Apple Inc, the Cupertino-based smartphone maker which has now become a cult figure among smartphone companies was specially mentioned and nudged by Prasad to expand their presence in India.
"Apple has started manufacturing phones in India including components. They have started making iPhones in India and also components both for exports. But this is just the tip of the iceberg. I want a robust presence of Apple in India. A super robust presence of Samsung in India. Apple is also on board as far as the India story in concerned," Prasad told media after a round table discussion with CEOs of global manufacturing companies on Monday, who raised issues of tariffs, taxes, single window clearance, component manufacturing, among others.

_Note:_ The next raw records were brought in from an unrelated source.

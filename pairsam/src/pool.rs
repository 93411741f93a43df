use bstr::{BStr, BString};
use indexmap::map::Entry;
use indexmap::IndexMap;
use noodles::sam::alignment::RecordBuf;

/// Outcome of offering a record to the [`PendingPool`].
#[derive(Debug)]
pub enum MatchResult {
    /// No mate was waiting; the record is now held by the pool.
    Inserted,
    /// The mate was waiting and has been removed from the pool.
    Matched { mate: RecordBuf, record: RecordBuf },
}

/// Records whose mate has not been seen yet, keyed by query name.
///
/// The pool holds at most one record per key. It is not bounded: a stream in
/// which mates are far apart simply keeps more records pending.
#[derive(Debug, Default)]
pub struct PendingPool {
    records: IndexMap<BString, RecordBuf>,
}

impl PendingPool {
    pub fn new() -> Self {
        Self::default()
    }

    pub fn try_match(&mut self, key: BString, record: RecordBuf) -> MatchResult {
        match self.records.entry(key) {
            Entry::Occupied(entry) => MatchResult::Matched { mate: entry.swap_remove(), record },
            Entry::Vacant(entry) => {
                entry.insert(record);
                MatchResult::Inserted
            }
        }
    }

    /// Remove every pending record. The order is deterministic for a given
    /// stream.
    pub fn drain(&mut self) -> impl Iterator<Item = (BString, RecordBuf)> + '_ {
        self.records.drain(..)
    }

    pub fn contains(&self, key: &BStr) -> bool {
        self.records.contains_key(key)
    }

    pub fn len(&self) -> usize {
        self.records.len()
    }

    pub fn is_empty(&self) -> bool {
        self.records.is_empty()
    }
}

#[cfg(test)]
mod tests {
    use super::*;
    use noodles::sam::alignment::record::Flags;

    fn record(name: &str, flags: Flags) -> RecordBuf {
        RecordBuf::builder().set_name(BString::from(name)).set_flags(flags).build()
    }

    #[test]
    fn test_insert_then_match() {
        let mut pool = PendingPool::new();
        let r1 = record("a", Flags::SEGMENTED | Flags::FIRST_SEGMENT);
        let r2 = record("a", Flags::SEGMENTED | Flags::LAST_SEGMENT);

        assert!(matches!(pool.try_match("a".into(), r1), MatchResult::Inserted));
        assert_eq!(pool.len(), 1);
        assert!(pool.contains("a".into()));

        match pool.try_match("a".into(), r2) {
            MatchResult::Matched { mate, record } => {
                assert!(mate.flags().is_first_segment());
                assert!(record.flags().is_last_segment());
            }
            MatchResult::Inserted => panic!("expected a match"),
        }
        assert!(pool.is_empty());
        assert!(!pool.contains("a".into()));
    }

    #[test]
    fn test_third_record_starts_new_entry() {
        let mut pool = PendingPool::new();
        for _ in 0..2 {
            pool.try_match("x".into(), record("x", Flags::SEGMENTED));
        }
        assert!(pool.is_empty());
        assert!(matches!(
            pool.try_match("x".into(), record("x", Flags::SEGMENTED)),
            MatchResult::Inserted
        ));
        assert_eq!(pool.len(), 1);
    }

    #[test]
    fn test_drain() {
        let mut pool = PendingPool::new();
        for name in ["a", "b", "c"] {
            pool.try_match(name.into(), record(name, Flags::SEGMENTED));
        }
        let keys: Vec<BString> = pool.drain().map(|(k, _)| k).collect();
        assert_eq!(keys, vec![BString::from("a"), BString::from("b"), BString::from("c")]);
        assert!(pool.is_empty());
        assert_eq!(pool.drain().count(), 0);
    }
}
use std::io;
use std::path::PathBuf;

use thiserror::Error;

pub type Result<T> = std::result::Result<T, DemuxError>;

/// Problems detected while setting up a demultiplexer. None of these are
/// recoverable: the run must not start streaming.
#[derive(Error, Debug)]
pub enum ConfigError {
    #[error("replacement tag '{tag}' is too long ({len} bytes, at most {max})")]
    TagTooLong { tag: String, len: usize, max: usize },

    #[error("maximum read length {value} is out of range (1..={max})")]
    InvalidMaxLength { value: usize, max: usize },

    #[error("orphan file already exists: {}", path.display())]
    SinkExists { path: PathBuf },

    #[error("cannot create orphan file {}: {source}", path.display())]
    CreateSink {
        path: PathBuf,
        #[source]
        source: io::Error,
    },

    #[error("cannot open alignment input {input}: {source}")]
    OpenInput {
        input: String,
        #[source]
        source: io::Error,
    },

    #[error("cannot read alignment header from {input}: {source}")]
    ReadHeader {
        input: String,
        #[source]
        source: io::Error,
    },

    #[error("unsupported alignment format: {0}")]
    UnknownFormat(String),
}

/// Errors returned by the demultiplexer. Locally recovered problems
/// (rejected records, malformed names, orphans) are not errors; they are
/// routed to the orphan reporter instead.
#[derive(Error, Debug)]
pub enum DemuxError {
    #[error(transparent)]
    Config(#[from] ConfigError),

    #[error("failed to read alignment record: {0}")]
    Transport(#[source] io::Error),

    #[error("failed to write orphan record: {0}")]
    OrphanSink(#[source] io::Error),
}

impl DemuxError {
    /// Whether the error aborted the stream part way through, as opposed to
    /// a failure before any record was read.
    pub fn is_aborted_stream(&self) -> bool {
        matches!(self, DemuxError::Transport(_) | DemuxError::OrphanSink(_))
    }
}
//! Reconstruct read pairs from SAM/BAM streams in which mates may appear in
//! any order.
//!
//! ```no_run
//! use pairsam::{AlignmentReader, DemuxOptions, Demultiplexer, Input};
//!
//! # fn main() -> anyhow::Result<()> {
//! let reader = AlignmentReader::open(&Input::from("reads.bam"), None)?;
//! let mut demux = Demultiplexer::new(reader, DemuxOptions::default());
//! while let Some(pair) = demux.next_pair()? {
//!     println!("{}\t{}\t{}", pair.id, pair.forward.len(), pair.reverse.len());
//! }
//! eprint!("{}", demux.finish()?);
//! # Ok(())
//! # }
//! ```

pub mod demux;
pub mod error;
pub mod io;
pub mod orphan;
pub mod pool;
pub mod qc;
pub mod record;
pub mod seqid;
pub mod utils;

pub use demux::{DemuxOptions, Demultiplexer, Mate, ReadPair, ReadPairBuf};
pub use error::{ConfigError, DemuxError};
pub use io::{AlignmentFormat, AlignmentReader, Input};
pub use orphan::{OrphanReason, OrphanReporter, OrphanSink};
pub use qc::DemuxStats;
pub use record::{Base, RejectReason, Strand, MAX_LEN};
pub use seqid::{MalformedIdentifier, SequenceIdentifier, MAX_TAG_LEN};
use std::io::{self, Write};
use std::path::{Path, PathBuf};
use std::process::ExitCode;

use anyhow::{Context, Result};
use clap::Parser;
use env_logger::Env;
use indicatif::{ProgressBar, ProgressStyle};
use log::{error, info};
use noodles::fastq;
use pairsam::io::{open_file_for_write, Compression, OutputWriter};
use pairsam::utils::QualityEncoding;
use pairsam::{
    AlignmentFormat, AlignmentReader, DemuxError, DemuxOptions, DemuxStats, Demultiplexer, Input, Mate,
    OrphanReporter, OrphanSink, ReadPair, SequenceIdentifier, MAX_LEN,
};

#[cfg(not(target_env = "msvc"))]
use tikv_jemallocator::Jemalloc;

#[cfg(not(target_env = "msvc"))]
#[global_allocator]
static GLOBAL: Jemalloc = Jemalloc;

/// Rebuild read pairs from a SAM or BAM file whose mates may appear in any
/// order, writing them as FASTQ.
#[derive(Parser, Debug)]
#[command(version, about)]
struct Args {
    /// Input SAM/BAM file, `-` for standard input.
    #[arg(short = 'f', long = "input")]
    input: PathBuf,

    /// Treat the input as BAM.
    #[arg(short = 'b', long, conflicts_with = "sam")]
    bam: bool,

    /// Treat the input as SAM text.
    #[arg(long)]
    sam: bool,

    /// Barcode tag added to every read name.
    #[arg(short = 'B', long)]
    tag: Option<String>,

    /// Longest input read accepted; longer reads become orphans.
    #[arg(long, default_value_t = MAX_LEN)]
    max_read_len: usize,

    /// Write records that could not be paired to this FASTQ file. The file must
    /// not exist.
    #[arg(long)]
    orphans: Option<PathBuf>,

    /// Write orphan qualities with the Phred+64 offset.
    #[arg(short = '6', long)]
    phred64: bool,

    /// Log every orphan when no orphan file is given.
    #[arg(short = 'd', long)]
    debug_orphans: bool,

    /// Output FASTQ for the first read of each pair.
    #[arg(short = '1', long, requires = "read2")]
    read1: Option<PathBuf>,

    /// Output FASTQ for the second read of each pair.
    #[arg(short = '2', long, requires = "read1")]
    read2: Option<PathBuf>,

    /// Write run counters to this file as `name<TAB>value` lines.
    #[arg(long)]
    metrics: Option<PathBuf>,

    /// Show a spinner while reading.
    #[arg(long)]
    progress: bool,
}

type FastqWriter = fastq::io::Writer<OutputWriter>;

/// Pairs are written to two files, or interleaved into one stream.
struct PairWriter {
    read1: FastqWriter,
    read2: Option<FastqWriter>,
}

impl PairWriter {
    fn new(read1: Option<&Path>, read2: Option<&Path>) -> Result<Self> {
        match (read1, read2) {
            (Some(read1), Some(read2)) => Ok(Self {
                read1: create_fastq(read1)?,
                read2: Some(create_fastq(read2)?),
            }),
            _ => Ok(Self { read1: fastq::io::Writer::new(OutputWriter::stdout()), read2: None }),
        }
    }

    fn write(&mut self, pair: &ReadPair<'_>) -> io::Result<()> {
        self.read1.write_record(&to_fastq(pair.id, &pair.forward, 1))?;
        let read2 = self.read2.as_mut().unwrap_or(&mut self.read1);
        read2.write_record(&to_fastq(pair.id, &pair.reverse, 2))
    }

    fn finish(&mut self) -> io::Result<()> {
        self.read1.get_mut().try_finish()?;
        if let Some(read2) = self.read2.as_mut() {
            read2.get_mut().try_finish()?;
        }
        Ok(())
    }
}

fn create_fastq(path: &Path) -> Result<FastqWriter> {
    let path = path.to_path_buf();
    let compression = Compression::try_from(&path).ok();
    Ok(fastq::io::Writer::new(open_file_for_write(&path, compression, None, 1)?))
}

/// Render a mate the way the sequencer read it, with Phred+33 qualities.
fn to_fastq(id: &SequenceIdentifier, mate: &Mate<'_>, segment: u8) -> fastq::Record {
    fastq::Record::new(
        fastq::record::Definition::new(format!("{}/{}", id, segment), ""),
        mate.read_sequence(),
        QualityEncoding::Phred33.encode_all(&mate.qualities()),
    )
}

/// Exit status of a run that stopped part way through the input.
const EXIT_ABORTED: u8 = 3;

fn main() -> ExitCode {
    env_logger::Builder::from_env(Env::default().default_filter_or("info")).init();
    match run(Args::parse()) {
        Ok(()) => ExitCode::SUCCESS,
        Err(e) => {
            error!("{:#}", e);
            ExitCode::from(exit_status(&e))
        }
    }
}

fn exit_status(error: &anyhow::Error) -> u8 {
    match error.downcast_ref::<DemuxError>() {
        Some(e) if e.is_aborted_stream() => EXIT_ABORTED,
        _ => 1,
    }
}

fn write_metrics(path: &Path, stats: &DemuxStats) -> Result<()> {
    let mut writer = open_file_for_write(path, None, None, 1)?;
    write!(writer, "{}", stats.to_metrics())?;
    writer.try_finish()?;
    Ok(())
}

fn run(args: Args) -> Result<()> {
    let format = if args.bam {
        Some(AlignmentFormat::Bam)
    } else if args.sam {
        Some(AlignmentFormat::Sam)
    } else {
        None
    };
    let input = Input::from(args.input);
    let reader = AlignmentReader::open(&input, format)?;
    info!("Reading {:?} records from {}", reader.format(), input);

    let mut options = DemuxOptions::new().with_max_len(args.max_read_len)?;
    if let Some(tag) = args.tag {
        options = options.with_tag(tag)?;
    }

    let sink = args.orphans.as_ref().map(OrphanSink::create).transpose()?;
    if let Some(sink) = &sink {
        info!("Writing orphans to {}", sink.path().display());
    }
    let encoding = if args.phred64 { QualityEncoding::Phred64 } else { QualityEncoding::Phred33 };
    let orphans = OrphanReporter::new(sink)
        .with_quality_encoding(encoding)
        .with_log_orphans(args.debug_orphans);

    let mut demux = Demultiplexer::new(reader, options).with_orphan_reporter(orphans);
    let mut output = PairWriter::new(args.read1.as_deref(), args.read2.as_deref())?;

    let progress = if args.progress {
        let style = ProgressStyle::with_template("{spinner} [{elapsed}] {human_pos} pairs ({per_sec})")?;
        ProgressBar::new_spinner().with_style(style)
    } else {
        ProgressBar::hidden()
    };

    while let Some(pair) = demux.next_pair()? {
        output.write(&pair).context("cannot write read pair")?;
        progress.inc(1);
    }
    progress.finish_and_clear();
    output.finish().context("cannot write read pair")?;
    drop(output);

    let stats = demux.finish()?;
    eprint!("{}", stats);
    if let Some(path) = &args.metrics {
        write_metrics(path, &stats).with_context(|| format!("cannot write metrics to {}", path.display()))?;
    }
    Ok(())
}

"The roundtable meeting was to only hear from them because many of their problems are similar -- tax structure, tariffs , state level problems. Revenue secretary and Niti Aayog CEO were there and we all will sit together and resolve everything. Incentives or otherwise, there are some problems on the duty and the tax structure. And the revenue secretary has assured of looking into the issues," the MoS said.
Responding to the query that similar policies to boost electronics production are already in place, how the meeting will help in stepping that up, Dhotre said "we are amending the policies in this regard. All the companies are very enthusiastic to invest and increase their presence in India. We will come out with the new set of incentives in the next three to four months."
The MoS said with the kind of policies and steps the ministry is taking , "We will certainly achieve the 400 billion dollar target by 2025".
The National Electronics Policy, 2019, targets a turnover of $400 billion for the electronics system design and manufacturing (ESDM) sector by 2025.
Apple has started to export iPhones to some European markets from India, which boosts the government's 'Make in India' and also the company's projection of making India an export hub.
The Cupertino-headquartered company's contract manufacturer Wistron Corp's India arm is now exporting smart phones from the Bengaluru facility.
Recently, the government allowed, under new norms of single brand retail, that all procurement made from India by a single-brand retailer for that brand shall be counted towards local sourcing, irrespective of whether the goods procured are sold in India or exported - which was a major relief for companies like Apple Inc.
The new norms also allow firms to open online shops before setting up a physical store, which too helps Apple in its India plans.
Though the government declined to link India's opportunity to become a manufacturing hub for electronics due to the US-China trade war, it is believed that Apple's suppliers and partners like Foxconn or Wistron have been hinted by the US company to move production outside China gradually to some extent, IT ministry officials said.
Apple Inc last week launched the newest iPhone 11 starting at $699 and also new gaming and content streaming subscription services at aggressive monthly tariffs as the California-based company looks to create new revenue streams amidst falling phone sales globally.